Saturday, February 6, 2016

The Queen



“What made you decide to come over?” my Dad asked me. He had taken one of my knights and both my rooks, placed them within a little box he’d made with martini picks.

I shrugged and pushed my lower lip up, the way I’d seen him do so many times in my life. I was looking at the board trying to see if I was playing into some strategy I couldn’t see. Or if I was just unlucky.

“No idea?” he asked.

“I saw a picture of a girl playing chess with her father on Twitter. It just made me miss this,” I said. When my father and I used to play, it was never overlooking Friday rush hour. If someone had told me as I child I would be doing so now, it would have depressed me. But there was something to the red and white candy-cane lighting of the 8 highway that offset the blue of early evening. There was something about knowing it may only ever happen once.

“Your mother called.”

“No, she didn’t,” I said reflexively.

“Did you tell her I’m dying?” Pulling my hands away from the board, I leaned back into the lawn chair atop his patio-roof. Massaging my knuckles, I could tell they were cold in the bone, that nothing would warm them any time soon. “Is that what you think?” he asked.

“Aren’t you?”

“No more than I ever have been.”

“You have AIDS, Dad. You’re dying.”

“I’ve had AIDS for six years, Andy. People live very normal lives these days. Why do you think I’m dying now?”

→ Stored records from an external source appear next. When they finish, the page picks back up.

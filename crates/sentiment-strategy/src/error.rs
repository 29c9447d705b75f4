use rust_decimal::Decimal;
use std::fmt;
use thiserror::Error;

/// The external service a failed call went to
#[derive(Debug, Clone, Copy, PartialEq, Eq)]
pub enum Collaborator {
    Broker,
    News,
    Sentiment,
}

impl fmt::Display for Collaborator {
    fn fmt(&self, f: &mut fmt::Formatter<'_>) -> fmt::Result {
        match self {
            Collaborator::Broker => write!(f, "broker"),
            Collaborator::News => write!(f, "news source"),
            Collaborator::Sentiment => write!(f, "sentiment scorer"),
        }
    }
}

#[derive(Error, Debug)]
pub enum StrategyError {
    #[error("Invalid price for {symbol}: {price}")]
    InvalidPrice { symbol: String, price: Decimal },

    #[error("{collaborator} unavailable")]
    CollaboratorUnavailable {
        collaborator: Collaborator,
        #[source]
        source: anyhow::Error,
    },

    /// Broker reported cash/price too large to size a whole-share quantity
    #[error("Position size for {symbol} overflows (cash {cash}, price {last_price})")]
    SizingOverflow {
        symbol: String,
        cash: Decimal,
        last_price: Decimal,
    },

    #[error("Invalid configuration: {0}")]
    InvalidConfig(String),
}

impl StrategyError {
    pub fn broker(source: anyhow::Error) -> Self {
        Self::CollaboratorUnavailable {
            collaborator: Collaborator::Broker,
            source,
        }
    }

    pub fn news(source: anyhow::Error) -> Self {
        Self::CollaboratorUnavailable {
            collaborator: Collaborator::News,
            source,
        }
    }

    pub fn sentiment(source: anyhow::Error) -> Self {
        Self::CollaboratorUnavailable {
            collaborator: Collaborator::Sentiment,
            source,
        }
    }

    /// Which collaborator failed, if this is a collaborator failure
    pub fn collaborator(&self) -> Option<Collaborator> {
        match self {
            Self::CollaboratorUnavailable { collaborator, .. } => Some(*collaborator),
            _ => None,
        }
    }
}

pub type StrategyResult<T> = Result<T, StrategyError>;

Down the hill, drivers seemed ready to smash into one another, more desperate to escape than to get where they were going. “Dad, why do we…”

“Do you feel like you’re kidding yourself if you think I’m going to be her much longer?”

“When I call you for help you aren’t there. When I… When I need you, you seem like you can hardly hold yourself together. You’re sick. Can’t we just be real with that?”

“I’m not too sick to be your father.”

“Dad, when you’re dead you’ll still be my father.”

“I mean-“

“I know what you mean, Dad.” Hazard lights came on, flashing orange beneath a pair of headlights. The car made its way to the side of the road and the driver got out and began examining its vehicle.

“It’s your move,” Dad told me.

I’m not very good with bishops. The diagonal approach seems so limiting. The board didn’t offer a lot of options. “Why did Mom call?”

“You told her that her ex-husband was dying,” he said as I moved my queen out of her defensive position. “She doesn’t hate me, you know.”

“I guess I don’t know that,” I said to him, waiting for him to take my queen off the board.

“She doesn’t hate you, either.”

“It’s your move, dad.” He advanced a pawn from the starting line.

“What do you think you get out of life always expecting it to end?”

“I can’t… I can’t talk to you about my life. I can’t worry you about things neither of us control.”

“That’s not what I’m getting at, son. What I’m saying is you fail to invest in your own life when you can’t bring yourself to admit there may be a future.”

Placing my hand on my queen, I saw I could take a pawn, a rook. I could put him in check but he’d take my queen the very next move. I went with the later. It played out how I thought.

“What are you waiting for in life, Andy? Let’s say everything is as bad as you say it is… You’re in the one-day-to-live scenario… what are you waiting for?”

He took my queen and placed it on my side of the board, just within my reach.